<<<<
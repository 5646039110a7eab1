//! Typed event bus
//!
//! Every state transition of a queue is published here. Listeners registered
//! with [`EventBus::on`] run synchronously on the emitting task, in
//! registration order; [`EventBus::subscribe`] hands out a broadcast receiver
//! for consumers that prefer to await events.

use std::fmt;
use std::panic::{self, AssertUnwindSafe};
use std::sync::atomic::{AtomicU64, Ordering};
use std::sync::{Arc, PoisonError, RwLock};

use tokio::sync::broadcast;
use tracing::{debug, trace, warn};

use super::dispatch::panic_message;
use super::task::{CancelReason, GroupId, TaskInfo};

/// Events published by a queue
#[derive(Debug)]
pub enum QueueEvent<P, R> {
    /// Queue transitioned to running
    Started,
    /// Future dispatch halted, running tasks left alone
    Paused,
    /// Queue halted and every task cancelled
    Stopped,
    /// Store became empty
    Idle,
    /// A batch was selected and is about to dispatch
    GroupStarted { group: GroupId, tasks: Vec<TaskInfo<P>> },
    /// Every task of a dispatched batch has finished
    GroupFinished { group: GroupId },
    TaskAdded(TaskInfo<P>),
    TaskStarted(TaskInfo<P>),
    TaskSuccess(TaskInfo<P>, Arc<R>),
    TaskFailed(TaskInfo<P>, Arc<eyre::Report>),
    /// A running task was cancelled (timeout, stop, clear)
    TaskCancelled(TaskInfo<P>, CancelReason),
    /// A pending task was removed without running
    TaskDiscarded(TaskInfo<P>, Option<CancelReason>),
    /// Terminal outcome reached; always the last event for a task
    TaskFinished(TaskInfo<P>),
    /// Running count dropped below the concurrency limit
    Free,
    /// All known work settled (fires right after `Idle`)
    Finished,
}

impl<P, R> Clone for QueueEvent<P, R> {
    fn clone(&self) -> Self {
        match self {
            Self::Started => Self::Started,
            Self::Paused => Self::Paused,
            Self::Stopped => Self::Stopped,
            Self::Idle => Self::Idle,
            Self::GroupStarted { group, tasks } => Self::GroupStarted {
                group: *group,
                tasks: tasks.clone(),
            },
            Self::GroupFinished { group } => Self::GroupFinished { group: *group },
            Self::TaskAdded(task) => Self::TaskAdded(task.clone()),
            Self::TaskStarted(task) => Self::TaskStarted(task.clone()),
            Self::TaskSuccess(task, value) => Self::TaskSuccess(task.clone(), Arc::clone(value)),
            Self::TaskFailed(task, err) => Self::TaskFailed(task.clone(), Arc::clone(err)),
            Self::TaskCancelled(task, reason) => Self::TaskCancelled(task.clone(), reason.clone()),
            Self::TaskDiscarded(task, reason) => Self::TaskDiscarded(task.clone(), reason.clone()),
            Self::TaskFinished(task) => Self::TaskFinished(task.clone()),
            Self::Free => Self::Free,
            Self::Finished => Self::Finished,
        }
    }
}

impl<P, R> QueueEvent<P, R> {
    /// Event label, e.g. `task:success`
    pub fn name(&self) -> &'static str {
        match self {
            Self::Started => "started",
            Self::Paused => "paused",
            Self::Stopped => "stopped",
            Self::Idle => "idle",
            Self::GroupStarted { .. } => "group:started",
            Self::GroupFinished { .. } => "group:finished",
            Self::TaskAdded(_) => "task:added",
            Self::TaskStarted(_) => "task:started",
            Self::TaskSuccess(..) => "task:success",
            Self::TaskFailed(..) => "task:failed",
            Self::TaskCancelled(..) => "task:cancelled",
            Self::TaskDiscarded(..) => "task:discarded",
            Self::TaskFinished(_) => "task:finished",
            Self::Free => "free",
            Self::Finished => "finished",
        }
    }

    /// The task this event concerns, if any
    pub fn task(&self) -> Option<&TaskInfo<P>> {
        match self {
            Self::TaskAdded(task)
            | Self::TaskStarted(task)
            | Self::TaskSuccess(task, _)
            | Self::TaskFailed(task, _)
            | Self::TaskCancelled(task, _)
            | Self::TaskDiscarded(task, _)
            | Self::TaskFinished(task) => Some(task),
            _ => None,
        }
    }
}

impl<P, R> fmt::Display for QueueEvent<P, R> {
    fn fmt(&self, f: &mut fmt::Formatter<'_>) -> fmt::Result {
        match self {
            Self::GroupStarted { group, tasks } => write!(f, "{} #{} ({} tasks)", self.name(), group, tasks.len()),
            Self::GroupFinished { group } => write!(f, "{} #{}", self.name(), group),
            Self::TaskFailed(task, err) => write!(f, "{} #{}: {}", self.name(), task.id, err),
            Self::TaskCancelled(task, reason) => write!(f, "{} #{}: {}", self.name(), task.id, reason),
            Self::TaskDiscarded(task, Some(reason)) => write!(f, "{} #{}: {}", self.name(), task.id, reason),
            _ => match self.task() {
                Some(task) => write!(f, "{} #{}", self.name(), task.id),
                None => write!(f, "{}", self.name()),
            },
        }
    }
}

/// Handle returned by [`EventBus::on`], used to unregister a listener
#[derive(Debug, Clone, Copy, PartialEq, Eq, Hash)]
pub struct ListenerId(u64);

type Listener<P, R> = Arc<dyn Fn(&QueueEvent<P, R>) + Send + Sync>;

/// Synchronous publish/subscribe for queue events
pub struct EventBus<P, R> {
    listeners: RwLock<Vec<(ListenerId, Listener<P, R>)>>,
    next_listener: AtomicU64,
    tx: broadcast::Sender<QueueEvent<P, R>>,
}

impl<P, R> EventBus<P, R>
where
    P: Send + Sync + 'static,
    R: Send + Sync + 'static,
{
    pub fn new(capacity: usize) -> Self {
        let (tx, _) = broadcast::channel(capacity);
        Self {
            listeners: RwLock::new(Vec::new()),
            next_listener: AtomicU64::new(1),
            tx,
        }
    }

    /// Register a listener invoked synchronously for every event
    pub fn on(&self, listener: impl Fn(&QueueEvent<P, R>) + Send + Sync + 'static) -> ListenerId {
        let id = ListenerId(self.next_listener.fetch_add(1, Ordering::Relaxed));
        debug!(?id, "EventBus::on: called");
        self.listeners
            .write()
            .unwrap_or_else(PoisonError::into_inner)
            .push((id, Arc::new(listener)));
        id
    }

    /// Remove a listener; returns false if it was not registered
    pub fn off(&self, id: ListenerId) -> bool {
        debug!(?id, "EventBus::off: called");
        let mut listeners = self.listeners.write().unwrap_or_else(PoisonError::into_inner);
        let before = listeners.len();
        listeners.retain(|(listener_id, _)| *listener_id != id);
        before != listeners.len()
    }

    /// Receive events asynchronously; slow receivers observe `Lagged`
    pub fn subscribe(&self) -> broadcast::Receiver<QueueEvent<P, R>> {
        self.tx.subscribe()
    }

    /// Publish an event
    ///
    /// The listener list is copied before dispatch so listeners may register
    /// listeners or call back into the queue. A panicking listener is logged
    /// and skipped.
    pub fn emit(&self, event: QueueEvent<P, R>) {
        trace!(event = event.name(), "EventBus::emit");
        let listeners: Vec<Listener<P, R>> = self
            .listeners
            .read()
            .unwrap_or_else(PoisonError::into_inner)
            .iter()
            .map(|(_, listener)| Arc::clone(listener))
            .collect();

        for listener in listeners {
            if let Err(panic) = panic::catch_unwind(AssertUnwindSafe(|| listener(&event))) {
                warn!(
                    event = event.name(),
                    panic = %panic_message(panic.as_ref()),
                    "Event listener panicked"
                );
            }
        }

        // No receivers is not an error
        let _ = self.tx.send(event);
    }
}

#[cfg(test)]
mod tests {
    use super::*;
    use crate::queue::task::TaskId;
    use std::sync::Mutex;

    type Bus = EventBus<String, u32>;

    fn info(id: u64) -> TaskInfo<String> {
        TaskInfo::new(TaskId(id), Arc::new(format!("payload-{}", id)), 0)
    }

    #[test]
    fn test_event_names() {
        assert_eq!(QueueEvent::<String, u32>::Started.name(), "started");
        assert_eq!(QueueEvent::<String, u32>::TaskAdded(info(1)).name(), "task:added");
        assert_eq!(
            QueueEvent::<String, u32>::TaskCancelled(info(1), CancelReason::Timeout).name(),
            "task:cancelled"
        );
        assert_eq!(
            QueueEvent::<String, u32>::GroupFinished { group: GroupId(1) }.name(),
            "group:finished"
        );
    }

    #[test]
    fn test_event_display() {
        let event = QueueEvent::<String, u32>::TaskCancelled(info(4), CancelReason::Timeout);
        assert_eq!(event.to_string(), "task:cancelled #4: timeout");

        let event = QueueEvent::<String, u32>::TaskFailed(info(2), Arc::new(eyre::eyre!("boom")));
        assert_eq!(event.to_string(), "task:failed #2: boom");

        assert_eq!(QueueEvent::<String, u32>::Idle.to_string(), "idle");
    }

    #[test]
    fn test_listeners_receive_in_order() {
        let bus = Bus::new(16);
        let seen = Arc::new(Mutex::new(Vec::new()));

        let first = Arc::clone(&seen);
        bus.on(move |event| first.lock().unwrap().push(format!("a:{}", event.name())));
        let second = Arc::clone(&seen);
        bus.on(move |event| second.lock().unwrap().push(format!("b:{}", event.name())));

        bus.emit(QueueEvent::Started);
        assert_eq!(*seen.lock().unwrap(), vec!["a:started", "b:started"]);
    }

    #[test]
    fn test_panicking_listener_does_not_block_others() {
        let bus = Bus::new(16);
        let seen = Arc::new(Mutex::new(Vec::new()));

        bus.on(|event| {
            if let QueueEvent::Free = event {
                panic!("listener exploded");
            }
        });
        let sink = Arc::clone(&seen);
        bus.on(move |event| sink.lock().unwrap().push(event.name()));

        bus.emit(QueueEvent::Free);
        bus.emit(QueueEvent::Idle);
        assert_eq!(*seen.lock().unwrap(), vec!["free", "idle"]);
    }

    #[test]
    fn test_off_removes_listener() {
        let bus = Bus::new(16);
        let count = Arc::new(Mutex::new(0));
        let counter = Arc::clone(&count);
        let id = bus.on(move |_| *counter.lock().unwrap() += 1);

        bus.emit(QueueEvent::Free);
        assert!(bus.off(id));
        assert!(!bus.off(id));
        bus.emit(QueueEvent::Free);

        assert_eq!(*count.lock().unwrap(), 1);
    }

    #[test]
    fn test_listener_can_register_listener() {
        let bus = Arc::new(Bus::new(16));
        let inner_bus = Arc::clone(&bus);
        bus.on(move |event| {
            if matches!(event, QueueEvent::Started) {
                inner_bus.on(|_| {});
            }
        });

        bus.emit(QueueEvent::Started);
        assert_eq!(bus.listeners.read().unwrap().len(), 2);
    }

    #[tokio::test]
    async fn test_subscribe_receives_events() {
        let bus = Bus::new(16);
        let mut rx = bus.subscribe();

        bus.emit(QueueEvent::TaskAdded(info(9)));
        bus.emit(QueueEvent::TaskSuccess(info(9), Arc::new(3)));

        let first = rx.recv().await.unwrap();
        assert_eq!(first.task().map(|t| t.id), Some(TaskId(9)));
        match rx.recv().await.unwrap() {
            QueueEvent::TaskSuccess(task, value) => {
                assert_eq!(task.payload(), "payload-9");
                assert_eq!(*value, 3);
            }
            other => panic!("Wrong event: {}", other),
        }
    }
}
>>>>
» **Work instructions**: Write down again the exact lines running from the beginning of the data to the line containing "use super::dispatch::panic_message;", with both ends included.

» **Solution for this exercise**:
repository 5646039110a7eab1
//! Typed event bus
//!
//! Every state transition of a queue is published here. Listeners registered
//! with [`EventBus::on`] run synchronously on the emitting task, in
//! registration order; [`EventBus::subscribe`] hands out a broadcast receiver
//! for consumers that prefer to await events.

use std::fmt;
use std::panic::{self, AssertUnwindSafe};
use std::sync::atomic::{AtomicU64, Ordering};
use std::sync::{Arc, PoisonError, RwLock};

use tokio::sync::broadcast;
use tracing::{debug, trace, warn};

use super::dispatch::panic_message;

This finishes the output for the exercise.